Where the string "both" occurs in a line of the data below, that line should be copied.

Stored data
%%

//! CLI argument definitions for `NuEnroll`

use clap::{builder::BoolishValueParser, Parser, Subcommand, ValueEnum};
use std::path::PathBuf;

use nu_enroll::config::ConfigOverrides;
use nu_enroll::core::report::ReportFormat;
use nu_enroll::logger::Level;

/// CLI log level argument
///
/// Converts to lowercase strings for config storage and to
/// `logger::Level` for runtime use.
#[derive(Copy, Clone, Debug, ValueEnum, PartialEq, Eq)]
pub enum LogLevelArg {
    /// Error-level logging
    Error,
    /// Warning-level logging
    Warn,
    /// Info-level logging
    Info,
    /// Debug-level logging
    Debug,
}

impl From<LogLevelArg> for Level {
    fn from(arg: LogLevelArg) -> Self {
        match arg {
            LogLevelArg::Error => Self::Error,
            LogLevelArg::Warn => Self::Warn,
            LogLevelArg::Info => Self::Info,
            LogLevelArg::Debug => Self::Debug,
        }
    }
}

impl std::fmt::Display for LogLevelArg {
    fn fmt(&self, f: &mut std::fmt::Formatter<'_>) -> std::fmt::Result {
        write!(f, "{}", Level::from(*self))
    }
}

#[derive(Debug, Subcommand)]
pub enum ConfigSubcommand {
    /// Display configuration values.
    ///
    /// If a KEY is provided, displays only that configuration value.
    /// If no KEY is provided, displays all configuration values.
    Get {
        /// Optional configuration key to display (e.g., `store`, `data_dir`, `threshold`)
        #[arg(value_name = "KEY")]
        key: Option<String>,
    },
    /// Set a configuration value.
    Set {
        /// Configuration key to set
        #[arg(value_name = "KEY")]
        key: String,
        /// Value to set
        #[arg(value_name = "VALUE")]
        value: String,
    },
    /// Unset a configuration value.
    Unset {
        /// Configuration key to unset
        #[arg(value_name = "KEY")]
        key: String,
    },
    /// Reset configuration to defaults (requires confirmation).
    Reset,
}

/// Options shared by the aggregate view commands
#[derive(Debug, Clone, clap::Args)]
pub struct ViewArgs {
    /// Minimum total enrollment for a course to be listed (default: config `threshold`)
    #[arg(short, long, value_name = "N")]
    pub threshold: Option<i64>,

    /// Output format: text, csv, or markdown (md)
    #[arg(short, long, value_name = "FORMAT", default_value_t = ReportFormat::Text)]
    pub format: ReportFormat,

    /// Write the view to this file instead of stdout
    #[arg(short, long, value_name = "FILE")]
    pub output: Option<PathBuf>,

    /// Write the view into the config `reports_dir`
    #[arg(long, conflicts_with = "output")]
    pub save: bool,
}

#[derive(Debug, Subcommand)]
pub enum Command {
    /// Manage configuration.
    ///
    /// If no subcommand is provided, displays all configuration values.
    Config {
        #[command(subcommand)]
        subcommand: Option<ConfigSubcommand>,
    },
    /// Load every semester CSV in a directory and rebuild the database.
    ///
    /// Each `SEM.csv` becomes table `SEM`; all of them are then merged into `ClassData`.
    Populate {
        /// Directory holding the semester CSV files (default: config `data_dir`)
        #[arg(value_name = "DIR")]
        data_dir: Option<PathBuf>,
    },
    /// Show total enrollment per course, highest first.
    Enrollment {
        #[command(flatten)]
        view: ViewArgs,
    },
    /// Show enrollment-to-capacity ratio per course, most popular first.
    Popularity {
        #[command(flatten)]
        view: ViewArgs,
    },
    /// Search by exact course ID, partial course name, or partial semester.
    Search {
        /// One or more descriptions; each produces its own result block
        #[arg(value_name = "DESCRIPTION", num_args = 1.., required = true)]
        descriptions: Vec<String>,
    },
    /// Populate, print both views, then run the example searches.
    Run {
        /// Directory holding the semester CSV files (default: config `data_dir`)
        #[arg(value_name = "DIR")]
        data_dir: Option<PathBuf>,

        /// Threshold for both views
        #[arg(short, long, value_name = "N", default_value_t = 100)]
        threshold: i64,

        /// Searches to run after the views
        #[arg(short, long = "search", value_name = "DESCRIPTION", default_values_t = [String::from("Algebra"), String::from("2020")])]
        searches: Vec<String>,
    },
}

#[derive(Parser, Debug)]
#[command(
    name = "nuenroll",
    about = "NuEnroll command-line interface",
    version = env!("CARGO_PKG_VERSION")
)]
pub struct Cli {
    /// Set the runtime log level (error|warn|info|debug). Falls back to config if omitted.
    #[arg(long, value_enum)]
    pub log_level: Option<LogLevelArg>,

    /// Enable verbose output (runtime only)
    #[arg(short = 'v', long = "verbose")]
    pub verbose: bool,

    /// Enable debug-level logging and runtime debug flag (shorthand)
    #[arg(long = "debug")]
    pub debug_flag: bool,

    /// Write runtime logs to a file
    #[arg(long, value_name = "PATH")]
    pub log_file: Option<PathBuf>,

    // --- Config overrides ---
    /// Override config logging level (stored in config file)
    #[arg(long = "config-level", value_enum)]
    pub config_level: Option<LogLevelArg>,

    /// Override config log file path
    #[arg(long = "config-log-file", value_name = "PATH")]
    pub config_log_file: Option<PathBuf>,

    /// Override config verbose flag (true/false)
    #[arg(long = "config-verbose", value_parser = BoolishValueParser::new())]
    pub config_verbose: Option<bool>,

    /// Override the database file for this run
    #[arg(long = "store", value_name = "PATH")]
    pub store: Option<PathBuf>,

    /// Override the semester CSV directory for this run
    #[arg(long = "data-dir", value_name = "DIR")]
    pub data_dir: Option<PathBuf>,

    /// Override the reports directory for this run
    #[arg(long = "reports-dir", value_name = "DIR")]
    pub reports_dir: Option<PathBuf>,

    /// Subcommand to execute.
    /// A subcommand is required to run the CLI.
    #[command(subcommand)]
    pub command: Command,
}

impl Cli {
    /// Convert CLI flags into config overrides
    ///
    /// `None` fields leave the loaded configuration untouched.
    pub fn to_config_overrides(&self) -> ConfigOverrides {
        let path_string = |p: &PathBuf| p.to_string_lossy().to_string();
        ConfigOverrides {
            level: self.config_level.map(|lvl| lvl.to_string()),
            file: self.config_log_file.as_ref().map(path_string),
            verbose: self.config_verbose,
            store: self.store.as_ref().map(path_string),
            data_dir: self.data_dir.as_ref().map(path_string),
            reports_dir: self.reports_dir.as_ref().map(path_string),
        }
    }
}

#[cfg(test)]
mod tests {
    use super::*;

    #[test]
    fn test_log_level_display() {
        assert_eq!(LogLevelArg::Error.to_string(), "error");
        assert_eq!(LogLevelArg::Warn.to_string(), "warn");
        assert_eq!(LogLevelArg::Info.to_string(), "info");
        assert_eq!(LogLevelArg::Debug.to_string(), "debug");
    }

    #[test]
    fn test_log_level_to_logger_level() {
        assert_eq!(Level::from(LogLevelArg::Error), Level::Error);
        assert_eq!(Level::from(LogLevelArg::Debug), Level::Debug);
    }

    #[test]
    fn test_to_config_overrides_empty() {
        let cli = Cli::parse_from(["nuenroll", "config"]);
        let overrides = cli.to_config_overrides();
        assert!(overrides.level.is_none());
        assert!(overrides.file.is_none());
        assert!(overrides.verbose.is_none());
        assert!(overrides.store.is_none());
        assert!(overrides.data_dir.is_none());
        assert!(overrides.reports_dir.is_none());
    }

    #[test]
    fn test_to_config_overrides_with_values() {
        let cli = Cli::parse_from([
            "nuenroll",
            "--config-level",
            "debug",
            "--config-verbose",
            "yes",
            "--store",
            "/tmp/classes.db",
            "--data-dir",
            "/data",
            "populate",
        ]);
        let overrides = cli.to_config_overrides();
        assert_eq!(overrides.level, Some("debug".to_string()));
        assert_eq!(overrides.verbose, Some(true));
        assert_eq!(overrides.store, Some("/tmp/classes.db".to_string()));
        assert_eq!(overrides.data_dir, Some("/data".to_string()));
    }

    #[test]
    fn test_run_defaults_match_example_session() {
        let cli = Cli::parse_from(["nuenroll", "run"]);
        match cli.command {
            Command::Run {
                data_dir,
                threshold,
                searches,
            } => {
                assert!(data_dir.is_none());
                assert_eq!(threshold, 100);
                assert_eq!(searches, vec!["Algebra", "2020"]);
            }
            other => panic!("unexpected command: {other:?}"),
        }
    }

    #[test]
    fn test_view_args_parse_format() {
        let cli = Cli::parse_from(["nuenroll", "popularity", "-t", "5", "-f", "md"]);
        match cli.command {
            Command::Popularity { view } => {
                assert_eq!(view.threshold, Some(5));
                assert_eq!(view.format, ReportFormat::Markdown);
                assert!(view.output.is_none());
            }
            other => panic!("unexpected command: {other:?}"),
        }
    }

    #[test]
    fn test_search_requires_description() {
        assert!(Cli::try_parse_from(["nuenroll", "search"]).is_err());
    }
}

%%

- [Answer to the exercise]
    /// Populate, print both views, then run the example searches.
        /// Threshold for both views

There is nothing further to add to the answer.